When Timothy Dalton took on the James Bond role for The Living Daylights, John Barry was there for the score. For Dalton's second and final outing, however, music duties were handed to Michael Kamen. And Licence To Kill is the 908th Soundtrack of the Week.

As is usually (always?) the case, the "James Bond Theme" works its way into several cues. This contentious piece of music is indeed a melody composed by Monty Norman for a work that came before Dr. No. But it's unlikely that it would have made much of an impression without John Barry's arrangement of it, which in turn benefited from contributions made by guitarist Vic Flick, who played the famous guitar riff.

The theme song for Licence To Kill, sung by Gladys Knight, leans heavily on the theme song for Goldfinger. But, you know, people don't go to James Bond movies for anything new. Quite the opposite. They go for the exact same things that are in every movie.

Kamen does a great job of splitting the difference between reheating leftovers and cooking something new.
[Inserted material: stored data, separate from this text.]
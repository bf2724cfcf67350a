use anchor_lang::prelude::*;
use crate::{constants::TIER_BUCKETS, ReferralAccount};

// This function reads an account's referral counts summed into the five tier
// buckets, for callers that consume them off-chain (the tier-table check at
// tier-up reads the same numbers in-program)
// Params
//   ctx - Tier count query context
// Return
//   Referral counts per tier bucket 1..=5, as instruction return data
pub fn get_tier_counts(ctx: Context<AGetTierCounts>) -> Result<[u64; TIER_BUCKETS]> {
    Ok(ctx.accounts.referral_account.tier_counts())
}

// Tier count query context - passed with accounts
#[derive(Accounts)]
pub struct AGetTierCounts<'info> {
    pub referral_account: Box<Account<'info, ReferralAccount>> // The queried node
}
use crate::{
    constants::MAX_REFERRAL_DEPTH,
    main_state::state::SolverFees,
    utils::bp_share
};

// One solver-side settlement, fully decomposed. Each component is floored
// independently; the floor dust is swept into the referral-tax remainder by
// the caller, so the gross amount is always disbursed exactly.
#[derive(Debug, Clone, Copy, PartialEq, Eq)]
pub struct RewardSplit {
    pub tax_amount: u64,      // floor(gross * total_bp / 10000)
    pub net_to_solver: u64,   // gross - tax_amount
    pub platform_amount: u64, // floor(gross * platform_bp / 10000)
    pub treasury_amount: u64, // floor(gross * treasury_bp / 10000)
    pub referral_pool: u64    // floor(gross * referral_bp / 10000)
}

// This function splits a gross quest payment per the solver tax rates
pub fn solver_reward_split(gross_amount: u64, fees: &SolverFees) -> RewardSplit {
    let tax_amount = bp_share(gross_amount, fees.total_bp());
    RewardSplit {
        tax_amount,
        net_to_solver: gross_amount - tax_amount,
        platform_amount: bp_share(gross_amount, fees.platform_bp),
        treasury_amount: bp_share(gross_amount, fees.treasury_bp),
        referral_pool: bp_share(gross_amount, fees.referral_bp)
    }
}

// This function carves the referral pool into per-layer shares
// Params
//   referral_pool - Referral tax amount for this settlement
//   layer_rates - Pool share per layer in basis points (from the earner's tier row)
// Return
//   Share per layer 1..=4; shares for layers with no live ancestor stay in the pool
pub fn layer_shares(
    referral_pool: u64,
    layer_rates: &[u64; MAX_REFERRAL_DEPTH]
) -> [u64; MAX_REFERRAL_DEPTH] {
    let mut shares = [0u64; MAX_REFERRAL_DEPTH];
    for (share, rate) in shares.iter_mut().zip(layer_rates.iter()) {
        *share = bp_share(referral_pool, *rate);
    }
    shares
}

// This function splits a disputed amount between seeker and solver
// Params
//   amount - Amount under resolution (no tax applies)
//   solver_fault_bp - Fault attributed to the solver; 10000 sends everything
//                     to the seeker
// Return
//   (seeker_amount, solver_amount), summing to amount exactly
pub fn resolution_split(amount: u64, solver_fault_bp: u64) -> (u64, u64) {
    let seeker_amount = bp_share(amount, solver_fault_bp);
    (seeker_amount, amount - seeker_amount)
}

#[cfg(test)]
mod tests {
    use super::*;

    #[test]
    fn test_solver_reward_split_scenario() {
        // 10% total tax: 2% referral, 7% platform, 1% treasury
        let fees = SolverFees { referral_bp: 200, platform_bp: 700, treasury_bp: 100 };
        let split = solver_reward_split(1000, &fees);
        assert_eq!(split.tax_amount, 100);
        assert_eq!(split.net_to_solver, 900);
        assert_eq!(split.platform_amount, 70);
        assert_eq!(split.treasury_amount, 10);
        assert_eq!(split.referral_pool, 20);
    }

    #[test]
    fn test_solver_reward_split_dust_never_negative() {
        // Amounts where each component floors independently
        let fees = SolverFees { referral_bp: 333, platform_bp: 333, treasury_bp: 333 };
        for gross in [1u64, 7, 99, 1001, 12_345] {
            let split = solver_reward_split(gross, &fees);
            let parts = split.platform_amount + split.treasury_amount + split.referral_pool;
            assert!(parts <= split.tax_amount);
            assert_eq!(split.net_to_solver + split.tax_amount, gross);
        }
    }

    #[test]
    fn test_solver_reward_split_zero_fees() {
        let split = solver_reward_split(1000, &SolverFees::default());
        assert_eq!(split.tax_amount, 0);
        assert_eq!(split.net_to_solver, 1000);
    }

    #[test]
    fn test_layer_shares() {
        let shares = layer_shares(20, &[2000, 500, 250, 125]);
        assert_eq!(shares, [4, 1, 0, 0]);
        let total: u64 = shares.iter().sum();
        assert!(total <= 20);
    }

    #[test]
    fn test_layer_shares_full_pool() {
        assert_eq!(layer_shares(1000, &[5000, 2500, 1500, 1000]), [500, 250, 150, 100]);
        assert_eq!(layer_shares(1000, &[0, 0, 0, 0]), [0, 0, 0, 0]);
    }

    #[test]
    fn test_resolution_split_bounds() {
        assert_eq!(resolution_split(1000, 10_000), (1000, 0));
        assert_eq!(resolution_split(1000, 0), (0, 1000));
        assert_eq!(resolution_split(1000, 5000), (500, 500));
    }

    #[test]
    fn test_resolution_split_rounds_toward_solver() {
        let (seeker, solver) = resolution_split(999, 5000);
        assert_eq!(seeker, 499);
        assert_eq!(solver, 500);
        assert_eq!(seeker + solver, 999);
    }
}
use anchor_lang::prelude::*;

// Solver reward settled event (currency_mint is default for native settlements)
#[event]
pub struct RewardClaimed {
    pub solver_account: Pubkey, // Solver's ReferralAccount address
    pub escrow: Pubkey,         // Paying escrow
    pub net_amount: u64,        // Amount paid to the solver net of tax
    pub currency_mint: Pubkey,
    pub timestamp: i64
}

// Seeker tax settled event
#[event]
pub struct SeekerTaxClaimed {
    pub seeker_account: Pubkey, // Seeker's ReferralAccount address
    pub escrow: Pubkey,
    pub platform_tax: u64,      // Caller-computed platform share
    pub referral_tax: u64,      // Caller-computed referral pool
    pub currency_mint: Pubkey,
    pub timestamp: i64
}

// Dispute deposit paid event
#[event]
pub struct DisputeDepositPaid {
    pub escrow: Pubkey,
    pub seeker_account: Pubkey, // Depositing seeker's account (default when not supplied)
    pub amount: u64,
    pub currency_mint: Pubkey,
    pub timestamp: i64
}

// Dispute resolution settled event
#[event]
pub struct ResolutionProcessed {
    pub seeker_account: Pubkey,
    pub solver_account: Pubkey,
    pub solver_fault_bp: u64,
    pub seeker_amount: u64,
    pub solver_amount: u64,
    pub currency_mint: Pubkey,
    pub timestamp: i64
}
He throws some acoustic guitar into the "James Bond Theme", has the drums play with a different feel, gets some synth tones in there...

Some of the cues, like "Sanchez Escapes", sound uncannily like John Barry compositions while some, like "Q in Disguise" could be a Road House outtake. Others, like "The Conveyor Belt", could be slipped into Die Hard pretty unobtrusively.

This two-CD presentation features source music cues as well as the original soundtrack album, which has a longer version of the Gladys Knight-performed theme song as well as numbers by Ivory, Tim Feehan and Patti LaBelle.